# How do you pick a set of Long Tube headers?



## Phantom2004 (Sep 18, 2005)

Hi all, I'm looking for a set of long tube headers for my 2004 GTO with a 6-speed, and K&N CAI. :cheers 

I know I want them to be 300 series stainless steel, and 1-3/4" primary tubes. My biggest problem is that its very hard to find out who out there really makes the best ones, in regards to HP increase over stock. :confused


----------



## GOTPWR (Sep 10, 2005)

Call a few tuners and see what type of results they have had with the various headers.

Also, if you are planning a blower later, you should make sure they know that as well.

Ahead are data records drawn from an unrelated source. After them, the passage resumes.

// ── Keys ─────────────────────────────────────────────────────────────

fn cmd_key(manager: &mut ConfigManager, action: KeyCommands) -> Result<()> {
    match action {
        KeyCommands::Set { mode, key, app } => {
            let mode = parse_mode(&mode)?;
            let id = resolve_app(manager, app.as_deref())?;
            if !key.is_empty() && setup::check_key_format(mode, &key).is_err() {
                warning(&format!("{mode} keys usually start with '{mode}_'"));
            }
            manager.set_api_key(&id, mode, &key)?;
            if key.is_empty() {
                success(&format!("Removed the {mode} API key of '{id}'"));
            } else {
                success(&format!("Stored the {mode} API key of '{id}'"));
            }
            Ok(())
        }
    }
}

// ── Balance ──────────────────────────────────────────────────────────

async fn cmd_balance(
    manager: &mut ConfigManager,
    config: &RuntimeConfig,
    app: Option<&str>,
    fresh: bool,
    all: bool,
) -> Result<()> {
    if !all {
        let id = resolve_app(manager, app)?;
        return show_balance(manager, config, &id, fresh).await;
    }

    let ids = manager.application_ids();
    if ids.is_empty() {
        warning("No applications configured.");
        return Ok(());
    }
    for id in ids {
        if let Err(e) = show_balance(manager, config, &id, fresh).await {
            failure(&format!("{id}: {e:#}"));
            println!();
        }
    }
    Ok(())
}

async fn show_balance(
    manager: &mut ConfigManager,
    config: &RuntimeConfig,
    id: &str,
    fresh: bool,
) -> Result<()> {
    let mode = manager.current_mode(Some(id));
    header("◈", &format!("Balance of '{id}' ({})", mode_badge(mode)));

    if !fresh {
        let checked = manager.application(id)?.profile(mode).last_balance_check;
        if let (Some(cached), Some(checked)) = (manager.cached_balance(id, mode), checked) {
            let age = Utc::now().signed_duration_since(checked);
            let ttl = chrono::Duration::from_std(config.balance_cache_ttl)
                .unwrap_or_else(|_| chrono::Duration::zero());
            if age >= chrono::Duration::zero() && age < ttl {
                print_balance(cached);
                println!(
                    "  {DIM}cached {}s ago, use --fresh to refresh{RESET}",
                    age.num_seconds()
                );
                println!();
                return Ok(());
            }
        }
    }

    let client = client_for(manager, config, id, mode)?;
    let payload = client.balance().await?;
    print_balance(&payload);
    println!();
    manager.update_balance_cache(id, mode, payload)?;
    info!(application = %id, mode = %mode, "balance refreshed");
    Ok(())
}

// ── Raw requests ─────────────────────────────────────────────────────

async fn cmd_request(
    manager: &ConfigManager,
    config: &RuntimeConfig,
    method: Method,
    endpoint: &str,
    data: Option<&str>,
    app: Option<&str>,
) -> Result<()> {
    let id = resolve_app(manager, app)?;
    let mode = manager.current_mode(Some(&id));
    let client = client_for(manager, config, &id, mode)?;

    let response = match method {
        Method::Get => client.get(endpoint).await?,
        Method::Delete => client.delete(endpoint).await?,
        Method::Post => {
            let body: Value = match data {
                Some(raw) => serde_json::from_str(raw).context("--data must be valid JSON")?,
                None => Value::Object(Map::new()),
            };
            client.post(endpoint, &body).await?
        }
    };
    print_json(&response);
    Ok(())
}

Heat can be an issue, depending on other mods. Size does matter if additional mods are added too.

Good luck! You will LOVE the sound of Headers and exhaust! :cheers:


----------



## GTODEALER (Jan 7, 2005)

Well, I have heard that Stainless Works and Kooks are the best... but, dyno #'s wise we have gotten the best out of SLP! The fit is awesome, they are very well priced (from me anyway...) and the finish is very nice! Pm me and I'll hook you up! :cheers


----------



## Robw_29 (Aug 6, 2005)

They are all close in HP and TQ gains. I went with Stainless Works they work and fit great. I went with Stainless works because of the random tech cat imo they are the best aftermarket cats for the money.


----------



## GOTPWR (Sep 10, 2005)

Robw_29 said:


> They are all close in HP and TQ gains. I went with Stainless Works they work and fit great. I went with Stainless works because of the random tech cat imo they are the best aftermarket cats for the money.

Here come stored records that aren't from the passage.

//! Persisted data model: applications, per-mode profiles, and settings.
//!
//! The serde layout is the on-disk layout. Field order matters for display
//! stability, so struct fields follow the persisted document order.

use std::fmt;

use chrono::{DateTime, Utc};
use serde::{Deserialize, Serialize};
use serde_json::{Map, Value};

use crate::mode::Mode;

/// Credentials and defaults for one (application, mode) pair.
#[derive(Debug, Clone, Default, PartialEq, Serialize, Deserialize)]
#[serde(default)]
pub struct ModeProfile {
    /// Secret API key, if configured.
    pub api_key: Option<String>,
    pub webhook_url: Option<String>,
    /// Signing secret for incoming webhooks.
    #[serde(skip_serializing_if = "Option::is_none")]
    pub webhook_secret: Option<String>,
    pub default_success_url: Option<String>,
    pub default_failure_url: Option<String>,
    /// Last balance payload returned by the API, verbatim.
    pub balance_cache: Option<Value>,
    pub last_balance_check: Option<DateTime<Utc>>,
}

impl ModeProfile {
    /// Whether a non-empty API key is configured.
    #[must_use]
    pub fn has_api_key(&self) -> bool {
        self.api_key.as_deref().is_some_and(|k| !k.is_empty())
    }

    /// Drop the cached balance and its timestamp together.
    pub fn clear_balance_cache(&mut self) {
        self.balance_cache = None;
        self.last_balance_check = None;
    }

    /// Remove everything that must not leave the store.
    pub fn strip_secrets(&mut self) {
        self.api_key = None;
        self.webhook_secret = None;
        self.clear_balance_cache();
    }
}

/// Hard limits applied to live payments.
#[derive(Debug, Clone, Copy, PartialEq, Eq, Serialize, Deserialize)]
#[serde(deny_unknown_fields)]
pub struct SafetyLimits {
    pub max_single_payment: u64,
    pub max_daily_payments: u64,
    pub max_daily_volume: u64,
}

impl Default for SafetyLimits {
    fn default() -> Self {
        Self {
            max_single_payment: 100_000,
            max_daily_payments: 50,
            max_daily_volume: 500_000,
        }
    }
}

/// Webhook delivery preferences.
#[derive(Debug, Clone, Copy, PartialEq, Eq, Serialize, Deserialize)]
pub struct WebhookSettings {
    pub enabled: bool,
    pub verify_signature: bool,
    pub retry_failed: bool,
    pub max_retries: u32,
}

impl Default for WebhookSettings {
    fn default() -> Self {
        Self {
            enabled: true,
            verify_signature: true,
            retry_failed: true,
            max_retries: 3,
        }
    }
}

/// Per-application behavior settings.
///
/// Unknown keys are kept in `extra` so newer files survive a load/save cycle.
#[derive(Debug, Clone, PartialEq, Serialize, Deserialize)]
pub struct Settings {
    pub default_currency: String,
    pub auto_expire_minutes: u32,
    pub default_payment_method: String,
    pub require_confirmation: bool,
    pub enable_notifications: bool,
    #[serde(default)]
    pub safety_limits: SafetyLimits,
    #[serde(default, skip_serializing_if = "Option::is_none")]
    pub webhook_settings: Option<WebhookSettings>,
    #[serde(flatten)]
    pub extra: Map<String, Value>,
}

impl Default for Settings {
    fn default() -> Self {
        Self {
            default_currency: "dzd".to_owned(),
            auto_expire_minutes: 30,
            default_payment_method: "edahabia".to_owned(),
            require_confirmation: true,
            enable_notifications: true,
            safety_limits: SafetyLimits::default(),
            webhook_settings: None,
            extra: Map::new(),
        }
    }
}

/// A configured merchant account.
#[derive(Debug, Clone, PartialEq, Serialize, Deserialize)]
pub struct Application {
    pub name: String,
    pub test: ModeProfile,
    pub live: ModeProfile,
    pub current_mode: Mode,
    pub settings: Settings,
    pub created_at: DateTime<Utc>,
    pub last_used: Option<DateTime<Utc>>,
    #[serde(default)]
    pub metadata: Map<String, Value>,
}

impl Application {
    #[must_use]
    pub fn profile(&self, mode: Mode) -> &ModeProfile {
        match mode {
            Mode::Test => &self.test,
            Mode::Live => &self.live,
        }
    }

    pub fn profile_mut(&mut self, mode: Mode) -> &mut ModeProfile {
        match mode {
            Mode::Test => &mut self.test,
            Mode::Live => &mut self.live,
        }
    }

    /// Copy with credentials, webhook secrets and balance caches removed.
    #[must_use]
    pub fn redacted(&self) -> Self {
        let mut copy = self.clone();
        copy.test.strip_secrets();
        copy.live.strip_secrets();
        copy
    }
}

/// Caller-supplied fields for one mode when creating an application.
///
/// Missing fields stay `None`; nothing is filled in on the caller's behalf.
#[derive(Debug, Clone, Default, PartialEq, Eq, Deserialize)]
#[serde(default)]
pub struct ProfileInput {
    pub api_key: Option<String>,
    pub webhook_url: Option<String>,
    pub webhook_secret: Option<String>,
    pub default_success_url: Option<String>,
    pub default_failure_url: Option<String>,
}

impl ProfileInput {
    /// Input carrying only an API key.
    #[must_use]
    pub fn with_api_key(key: impl Into<String>) -> Self {
        Self {
            api_key: Some(key.into()),
            ..Self::default()
        }
    }

    pub(crate) fn into_profile(self) -> ModeProfile {
        ModeProfile {
            api_key: self.api_key,
            webhook_url: self.webhook_url,
            webhook_secret: self.webhook_secret,
            default_success_url: self.default_success_url,
            default_failure_url: self.default_failure_url,
            balance_cache: None,
            last_balance_check: None,
        }
    }
}

/// Per-mode configuration and optional overrides for a new application.
#[derive(Debug, Clone, Default, PartialEq)]
pub struct ApplicationConfig {
    pub test: ProfileInput,
    pub live: ProfileInput,
    /// Falls back to [`Settings::default`].
    pub settings: Option<Settings>,
    pub metadata: Map<String, Value>,
}

/// Summary of one application, as shown by `app stats`.
#[derive(Debug, Clone, PartialEq, Serialize)]
pub struct ApplicationStats {
    pub name: String,
    pub current_mode: Mode,
    pub created_at: DateTime<Utc>,
    pub last_used: Option<DateTime<Utc>>,
    pub has_test_key: bool,
    pub has_live_key: bool,
    pub test_balance_cached: bool,
    pub live_balance_cached: bool,
    pub test_last_balance_check: Option<DateTime<Utc>>,
    pub live_last_balance_check: Option<DateTime<Utc>>,
}

/// Outcome of checking one mode of an application for completeness.
#[derive(Debug, Clone, PartialEq, Eq, Serialize)]
pub struct ValidationReport {
    pub valid: bool,
    pub errors: Vec<String>,
}

/// What the API gateway needs to authenticate one call.
#[derive(Clone, PartialEq, Eq)]
pub struct Credentials {
    pub application: String,
    pub mode: Mode,
    pub api_key: Option<String>,
    pub base_url: String,
}

impl fmt::Debug for Credentials {
    fn fmt(&self, f: &mut fmt::Formatter<'_>) -> fmt::Result {
        f.debug_struct("Credentials")
            .field("application", &self.application)
            .field("mode", &self.mode)
            .field("api_key", &self.api_key.as_ref().map(|_| "<redacted>"))
            .field("base_url", &self.base_url)
            .finish()
    }
}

Good Point! :cheers: I forgot to mention the EASE of Install! Some will end up being MUCH easier to install than others.


----------



## westell (Oct 4, 2004)

GTODEALER said:


> Well, I have heard that Stainless Works and Kooks are the best... but, dyno #'s wise we have gotten the best out of SLP! The fit is awesome, they are very well priced (from me anyway...) and the finish is very nice! Pm me and I'll hook you up! :cheers


Agree here. Now, doing what "research" I have, there's talk about cooking the starter (too close - no coating) and not being able to get the starter off.

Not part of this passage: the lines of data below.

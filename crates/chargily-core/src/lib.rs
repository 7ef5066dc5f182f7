//! Core library for the Chargily Pay CLI.
//!
//! Contains the application data model, the insertion-ordered registry, the
//! test/live mode resolver, built-in templates, the versioned on-disk schema,
//! runtime configuration, and the [`manager::ConfigManager`] that ties them
//! together. This crate depends on `chargily-storage` for the document store
//! trait and knows nothing about HTTP or terminals.

pub mod config;
pub mod context;
pub mod error;
pub mod manager;
pub mod merge;
pub mod mode;
pub mod model;
pub mod registry;
pub mod schema;
pub mod templates;

pub use config::RuntimeConfig;
pub use error::ConfigError;
pub use manager::ConfigManager;
pub use mode::Mode;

Now, in the "other" forum I made reference to this in "Tejas" section and nearly got flamed and got the BS flag ran up on me, but I was just writing of what I heard from more than one person.

I'm just like anyone else that doesn't want to be cooking their starter and then find out you gotta take of the frikkin header to replace the aledged cooked starter. Still have no definative answer  Oh, there's some pics of clearance there, too, fyi


----------



## GTODEALER (Jan 7, 2005)

westell said:


> Agree here. Now, doing what "research" I have, there's talk about cooking the starter (too close - no coating) and not being able to get the starter off.
> 
> Now, in the "other" forum I made reference to this in "Tejas" section and nearly got flamed and got the BS flag ran up on me, but I was just writing of what I heard from more than one person.
> 
> I'm just like anyone else that doesn't want to be cooking their starter and then find out you gotta take of the frikkin header to replace the aledged cooked starter. Still have no definative answer  Oh, there's some pics of clearance there, too, fyi


Thanks, I've got 11k miles on my car and no cooked starter! The ceramic coating does help, and the SLP headers only take around 3.5 - 4.0 hours to install (if you've done a couple...). Let me know if you're interested! :cheers


----------



## westell (Oct 4, 2004)

GTODEALER said:


> Thanks, I've got 11k miles on my car and no cooked starter! The ceramic coating does help, and the SLP headers only take around 3.5 - 4.0 hours to install (if you've done a couple...). Let me know if you're interested! :cheers


With the SLP L/M on, and ceramic coating, I'm thinking that's the way to go.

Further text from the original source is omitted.